Impossible. I heard that word a lot when I was growing up and, indeed, even after I was grown. Sometimes I think we ate Impossible for breakfast. My family had the tendency of saying Impossible when confronted with new ideas, new situations, new anything. Truly I don't think they meant to be negative because they'd move forward anyway and usually in ingenious and inventive ways that got results. To this day, I say "impossible" even when I think it isn't and sometimes that keeps me from moving forward faster than I should.

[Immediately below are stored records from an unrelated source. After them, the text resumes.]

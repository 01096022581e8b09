//! Tag rule engine
//!
//! Rules are plain data evaluated in declaration order by one loop. Only the
//! first `max_tags` tags survive, so declaration order doubles as priority:
//! the city and pricing tags come first and are never truncated away.

use serde::{Deserialize, Serialize};

use crate::model::ListingAttributes;

/// Characters removed from a city name to build its tag
const CITY_STRIP: [char; 3] = [' ', '-', '\''];

/// What makes a rule fire
#[derive(Debug, Clone, PartialEq, Serialize, Deserialize)]
#[serde(tag = "kind", rename_all = "snake_case")]
pub enum Trigger {
    /// Any phrase appears in the listing text
    Phrases { any: Vec<String> },
    /// Every group has at least one phrase in the listing text
    Together { groups: Vec<Vec<String>> },
    /// A phrase appears and none of `unless` does
    Excluding {
        phrases: Vec<String>,
        unless: Vec<String>,
    },
    /// Price is known and at least `amount`
    PriceAtLeast { amount: f64 },
    /// Any of the nested triggers fires
    Either { triggers: Vec<Trigger> },
}

impl Trigger {
    fn fires(&self, text: &str, price: Option<f64>) -> bool {
        let any_in = |phrases: &[String]| phrases.iter().any(|p| text.contains(p.as_str()));

        match self {
            Trigger::Phrases { any } => any_in(any),
            Trigger::Together { groups } => {
                !groups.is_empty() && groups.iter().all(|group| any_in(group))
            }
            Trigger::Excluding { phrases, unless } => any_in(phrases) && !any_in(unless),
            Trigger::PriceAtLeast { amount } => price.is_some_and(|p| p >= *amount),
            Trigger::Either { triggers } => triggers.iter().any(|t| t.fires(text, price)),
        }
    }

    /// Every phrase this trigger looks for
    pub fn phrases(&self) -> Vec<&str> {
        match self {
            Trigger::Phrases { any } => any.iter().map(String::as_str).collect(),
            Trigger::Together { groups } => groups.iter().flatten().map(String::as_str).collect(),
            Trigger::Excluding { phrases, unless } => {
                phrases.iter().chain(unless).map(String::as_str).collect()
            }
            Trigger::PriceAtLeast { .. } => vec![],
            Trigger::Either { triggers } => triggers.iter().flat_map(Trigger::phrases).collect(),
        }
    }
}

/// Price precondition that enables or suppresses a rule
#[derive(Debug, Clone, Copy, PartialEq, Default, Serialize, Deserialize)]
#[serde(tag = "kind", rename_all = "snake_case")]
pub enum PriceGate {
    #[default]
    Always,
    /// Price unknown or strictly below `amount`
    Below { amount: f64 },
}

impl PriceGate {
    fn admits(&self, price: Option<f64>) -> bool {
        match self {
            PriceGate::Always => true,
            PriceGate::Below { amount } => price.is_none_or(|p| p < *amount),
        }
    }
}

/// One row of the rule table
#[derive(Debug, Clone, PartialEq, Serialize, Deserialize)]
pub struct TagRule {
    /// `#`-prefixed tag emitted when the rule fires
    pub tag: String,
    pub trigger: Trigger,
    #[serde(default)]
    pub gate: PriceGate,
}

/// One rung of the price ladder
#[derive(Debug, Clone, PartialEq, Serialize, Deserialize)]
pub struct PriceBand {
    /// Exclusive upper bound; `None` for the final catch-all band
    #[serde(default)]
    pub below: Option<f64>,
    pub tag: String,
}

/// Tag emitted from the bedroom count
#[derive(Debug, Clone, PartialEq, Eq, Serialize, Deserialize)]
pub struct BedroomRule {
    pub bedrooms: u32,
    pub tag: String,
}

/// The complete, ordered tagging table
#[derive(Debug, Clone, PartialEq, Serialize, Deserialize)]
#[serde(default)]
pub struct TaggingRules {
    /// Output cap; later matches are dropped
    pub max_tags: usize,
    /// Listing types (case-insensitive) that get `lease_tag` instead of a price band
    pub lease_types: Vec<String>,
    pub lease_tag: String,
    /// Ascending price ladder
    pub price_ladder: Vec<PriceBand>,
    /// Keyword rules in priority order
    pub rules: Vec<TagRule>,
    /// Emitted when bedrooms are at least this many
    pub large_property: BedroomRule,
    /// Emitted when bedrooms are at most this many
    pub studio: BedroomRule,
}

impl Default for TaggingRules {
    fn default() -> Self {
        crate::rulebook::builtin::tagging_rules()
    }
}

/// Derives discovery tags from listing attributes
#[derive(Debug, Clone)]
pub struct TagEngine {
    rules: TaggingRules,
}

impl TagEngine {
    pub fn new(rules: TaggingRules) -> Self {
        Self { rules }
    }

    pub fn rules(&self) -> &TaggingRules {
        &self.rules
    }

    /// Ordered tags for a listing, capped at `max_tags`
    pub fn generate_tags(&self, listing: &ListingAttributes) -> Vec<String> {
        let mut tags: Vec<String> = Vec::new();
        let price = listing.price.filter(|p| p.is_finite());

        if let Some(tag) = listing.city.as_deref().and_then(city_tag) {
            push_tag(&mut tags, tag);
        }

        if let Some(tag) = self.pricing_tag(listing.listing_type.as_deref(), price) {
            push_tag(&mut tags, tag.to_string());
        }

        let text = format!(
            "{} {}",
            listing.title,
            listing.description.as_deref().unwrap_or("")
        )
        .to_lowercase();

        for rule in &self.rules.rules {
            if rule.gate.admits(price) && rule.trigger.fires(&text, price) {
                tracing::trace!(tag = %rule.tag, "Tag rule matched");
                push_tag(&mut tags, rule.tag.clone());
            }
        }

        if let Some(tag) = self.bedroom_tag(listing.bedrooms) {
            push_tag(&mut tags, tag.to_string());
        }

        if tags.len() > self.rules.max_tags {
            tracing::debug!(
                dropped = ?&tags[self.rules.max_tags..],
                "Truncating tags to cap"
            );
            tags.truncate(self.rules.max_tags);
        }

        tags
    }

    /// `lease_tag` for rental-like listings, otherwise the price band
    pub fn pricing_tag(&self, listing_type: Option<&str>, price: Option<f64>) -> Option<&str> {
        let is_lease = listing_type.is_some_and(|t| {
            let t = t.trim();
            self.rules
                .lease_types
                .iter()
                .any(|lease| lease.eq_ignore_ascii_case(t))
        });
        if is_lease {
            return Some(&self.rules.lease_tag);
        }

        let price = price.filter(|p| p.is_finite())?;
        self.rules
            .price_ladder
            .iter()
            .find(|band| band.below.is_none_or(|bound| price < bound))
            .map(|band| band.tag.as_str())
    }

    fn bedroom_tag(&self, bedrooms: Option<u32>) -> Option<&str> {
        let bedrooms = bedrooms?;
        if bedrooms >= self.rules.large_property.bedrooms {
            Some(&self.rules.large_property.tag)
        } else if bedrooms <= self.rules.studio.bedrooms {
            Some(&self.rules.studio.tag)
        } else {
            None
        }
    }
}

impl Default for TagEngine {
    fn default() -> Self {
        Self::new(TaggingRules::default())
    }
}

/// `#` + city name with spaces, hyphens and apostrophes removed
pub fn city_tag(city: &str) -> Option<String> {
    let compact: String = city.trim().chars().filter(|c| !CITY_STRIP.contains(c)).collect();
    if compact.is_empty() {
        None
    } else {
        Some(format!("#{}", compact))
    }
}

fn push_tag(tags: &mut Vec<String>, tag: String) {
    if !tags.contains(&tag) {
        tags.push(tag);
    }
}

This morning, the cat woke up in an incredibly foul mood and she decided to let me know exactly how she felt by biting the fire out of me to wake me up in return. (Now I know that cats like to give love-bites but my Daisy doesn't. Daisy in a non-cat. She was raised by a mama-dog and she still thinks like a dog so when Daisy bites, she means business.) And I wasn't too far behind Daisy in the bad attitude department, having been in a pout myself for the past few days for no particular reason but for several reasonable particulars. We had Impossible for breakfast today for sure.
So after trying to help Daisy find a change of mind by giving her fur a good brushing and setting her in front of a rarely opened window so she could smell a fresh breeze, I decided to change my own mind and tackle an Impossible that I've been ignoring for about six months: a vintage clock that I was convinced I could not set, even though I've got the directions for it. Embarassingly, I even sell copies of those directions on eBay.....but would I try them myself? No. How ridiculous!
I got my trusty little tool kit and I took the clock off the wall where it has been running just fine (only not on the right time!) and I sat myself down at the dining table. The dining table is special--it's a 150-year-old English oak octagonal table that I bought it quite unintentionally (long story) but it's one of the best things I ever did. When I sit at that table, I somehow believe that the Impossible is absolutely Probable. And this morning it was. The directions were really fairly easy.
After one small detour to the computer to check the phase of the moon (33% waxing) and the first and last frost dates for my little town (March 3-November 19) and in just ten minutes, I had the clock set properly and put back up on the wall. I'll enjoy watching the dials--one for the time, one for the moon, and one for planting suggestions each month.
Truthfully, I had wanted a planting clock for a couple of decades. But when I found this one at a yard sale, chipped and dusty and dirty, for a couple of bucks, I figured that I should try to sell it on eBay instead. So I tidied it up and listed it; and it languished online for a year while other planting clocks in worse shape sold for more money. It just would not sell. Sometimes there's no explaining why. Finally I decided it was meant to stay here.
Today, at long last, it became My Clock. It really wasn't Impossible at all.
(Looking at this picture reminds me that the dining room wants painting and changing of the wallpaper.....no, I won't say the word that immediately came to mind but I bet you can guess what it was!)
Daisy wouldn't stay on the windowsill, and she is still having Attitude but sometimes I think she enjoys being grumpy-growly. Maybe I'll go make a pot of tea; there's ginger banana bread to go with it. And then I'll sit at the Probable table for awhile.....never know what sort of ideas can happen there. It's a good day.